Where to Best View Kīlauea’s Eruption
As lava fills Halemaʻumaʻu crater, we expect the parking spots at Hawai’i Volcanoes National Park to fill up! Delays due to high visitation are to be expected, but don’t let that deter you from what could be a once-in-a-lifetime experience to see an erupting volcano! You can view Kīlauea’s eruption by hiking to one of the popular viewing areas from a less congested parking lot or visiting at an unconventional time. Here are a few viewing areas to consider when planning your visit:
1. Watch Lava Plates be Dragged Into the Lake from Kūpinaʻi Pali
You can reach Kūpinaʻi Pali (Waldron Ledge) from Crater Rim Trail. Start by parking at Kīlauea Visitor Center then walk across Crater Rim Drive and head south on Crater Rim Trail. From two miles away, lava is visible as crust from the active lake surface is dragged back into the lake. At night, you can’t miss the glow!
2. Witness the Red Glow of Lava Fountains at Uēkahuna
You can see the eruption from 1 mile away by parking at Uēkahuna or Kīlauea Overlook. From there, walk 500 feet over mostly paved terrain to the east of Uēkahuna Overlook or head 1000 feet over moderate terrain to the west of Kīlauea Overlook. A sliver of the lava lake’s surface is occasionally visible from here. You may be treated to the sight of spewing fountains and you’ll definitely witness the scarlet glow from this overlook come nightfall.

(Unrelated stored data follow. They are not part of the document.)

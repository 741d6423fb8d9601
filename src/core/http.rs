use reqwest::header::{HeaderMap, HeaderValue, ACCEPT, ACCEPT_ENCODING};
use reqwest::redirect::Policy;
use reqwest::Client;

const APP_USER_AGENT: &str = concat!("UnchainedLauncher/", env!("CARGO_PKG_VERSION"));

/// Client for release downloads. HTTPS only; redirects to the release CDN
/// are followed.
pub fn build_http_client() -> Result<Client, reqwest::Error> {
    let mut default_headers = HeaderMap::new();
    default_headers.insert(ACCEPT_ENCODING, HeaderValue::from_static("identity"));
    default_headers.insert(ACCEPT, HeaderValue::from_static("application/octet-stream"));

    Client::builder()
        .user_agent(APP_USER_AGENT)
        .default_headers(default_headers)
        .https_only(true)
        .redirect(Policy::limited(10))
        .build()
}
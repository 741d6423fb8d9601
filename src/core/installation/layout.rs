use std::path::{Path, PathBuf};

pub const MOD_CACHE_DIR: &str = ".mod_cache";
pub const INJECTOR_MODULE_NAME: &str = "XAPOFX1_5.dll";
const MODDED_EXECUTABLE_NAME: &str = "Chivalry2-Win64-Shipping.exe";
const VANILLA_EXECUTABLE_NAME: &str = "Chivalry2Launcher-ORIGINAL.exe";

/// Fixed directory structure of a game installation.
///
/// Steam and Epic Games Store installs share the same layout below the
/// game root:
/// - `.mod_cache/`                 — launcher cache, injector module, settings
/// - `TBL/Binaries/Win64/`         — shipping executable
/// - `TBL/Binaries/Win64/Plugins/` — plugins loaded by the injector
/// - `Chivalry2Launcher-ORIGINAL.exe` — the untouched storefront launcher
#[derive(Debug, Clone, PartialEq, Eq)]
pub struct GameLayout {
    root: PathBuf,
}

impl GameLayout {
    pub fn new(root: impl Into<PathBuf>) -> Self {
        Self { root: root.into() }
    }

    pub fn root(&self) -> &Path {
        &self.root
    }

    /// Resolve a path relative to the game root.
    pub fn resolve(&self, relative: &Path) -> PathBuf {
        self.root.join(relative)
    }

    pub fn mod_cache_dir(&self) -> PathBuf {
        self.root.join(MOD_CACHE_DIR)
    }

    /// Working directory of a modded launch.
    pub fn binaries_dir(&self) -> PathBuf {
        self.root.join(binaries_relative())
    }

    pub fn plugins_dir(&self) -> PathBuf {
        self.binaries_dir().join("Plugins")
    }

    pub fn modded_executable(&self) -> PathBuf {
        self.binaries_dir().join(MODDED_EXECUTABLE_NAME)
    }

    pub fn vanilla_executable(&self) -> PathBuf {
        self.root.join(VANILLA_EXECUTABLE_NAME)
    }

    /// Default location of the injected helper module.
    pub fn injector_module(&self) -> PathBuf {
        self.mod_cache_dir().join(INJECTOR_MODULE_NAME)
    }

    pub fn settings_path(&self) -> PathBuf {
        self.mod_cache_dir().join("unchained_launcher_settings.json")
    }

    pub fn manifest_path(&self) -> PathBuf {
        self.mod_cache_dir().join("plugin_manifest.json")
    }
}

pub fn binaries_relative() -> PathBuf {
    ["TBL", "Binaries", "Win64"].iter().collect()
}

pub fn plugins_relative() -> PathBuf {
    binaries_relative().join("Plugins")
}
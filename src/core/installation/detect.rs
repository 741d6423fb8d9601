use std::path::Path;

use tracing::{debug, warn};

use super::model::InstallationType;

const STEAM_PATH_MARKER: &str = "Steam";
const EPIC_GAMES_PATH_MARKER: &str = "Epic Games";

/// Classify the current working directory.
///
/// An unreadable working directory is not an error, it simply yields `NotSet`.
pub fn detect_installation_type() -> InstallationType {
    match std::env::current_dir() {
        Ok(cwd) => detect_installation_type_in(&cwd),
        Err(e) => {
            warn!("Cannot read current directory for auto-detect: {}", e);
            InstallationType::NotSet
        }
    }
}

/// Case-sensitive substring match on `dir`. Steam wins when both markers
/// are present.
pub fn detect_installation_type_in(dir: &Path) -> InstallationType {
    let text = dir.to_string_lossy();

    let detected = if text.contains(STEAM_PATH_MARKER) {
        InstallationType::Steam
    } else if text.contains(EPIC_GAMES_PATH_MARKER) {
        InstallationType::EpicGamesStore
    } else {
        InstallationType::NotSet
    };

    debug!("Auto-detected installation type {:?} for {:?}", detected, dir);
    detected
}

3. See Lava Fountains From Keanakākoʻi Crater
This is the most popular viewing area and with good reason! From the overlook near Keanakākoʻi Crater you’ll see fountains shooting lava from the lake into the air and an otherworldly red glow when the sun goes down. Start at the Devastation Trail parking area and walk 2 miles round-trip over mostly paved terrain. Be aware that the last section of the trail is over an uneven surface of loose rocky cinders, but it’s only for 300 yards. As the Devastation Trail will get you as close as a half mile from the eruption and parking at the trailhead is limited, delays are possible. If you choose to see the lava fountains from Keanakākoʻi Crater, plan your trip after 9 pm or visit a few hours before sunrise.
Where NOT to Go
There’s a reason for the closures marked by rope lines and hazard signs in Hawai’i Volcanoes National Park. They’re there to protect everyone from unpredictable and sudden rim collapses, potentially lethal volcanic fumes, and hidden cracks in the earth, to name a few. No matter what, do NOT go into closed areas! This includes Mauna Loa Trail, as well as the summit cabin and wilderness area above Red Hill Cabin, which are closed as a result of hazards from Kīlauea’s current eruption.
When to Go
Since the park is open 24 hours a day, you can visit any time. But we’ve found the best to visit Hawai’i Volcanoes National Park during an eruption is before 9 am in the morning or after 9 pm at night. If you plan your trip for sunset, be prepared for long lines and limited parking. Trust us, the most magical time to behold Pele at work is long after the sun has set.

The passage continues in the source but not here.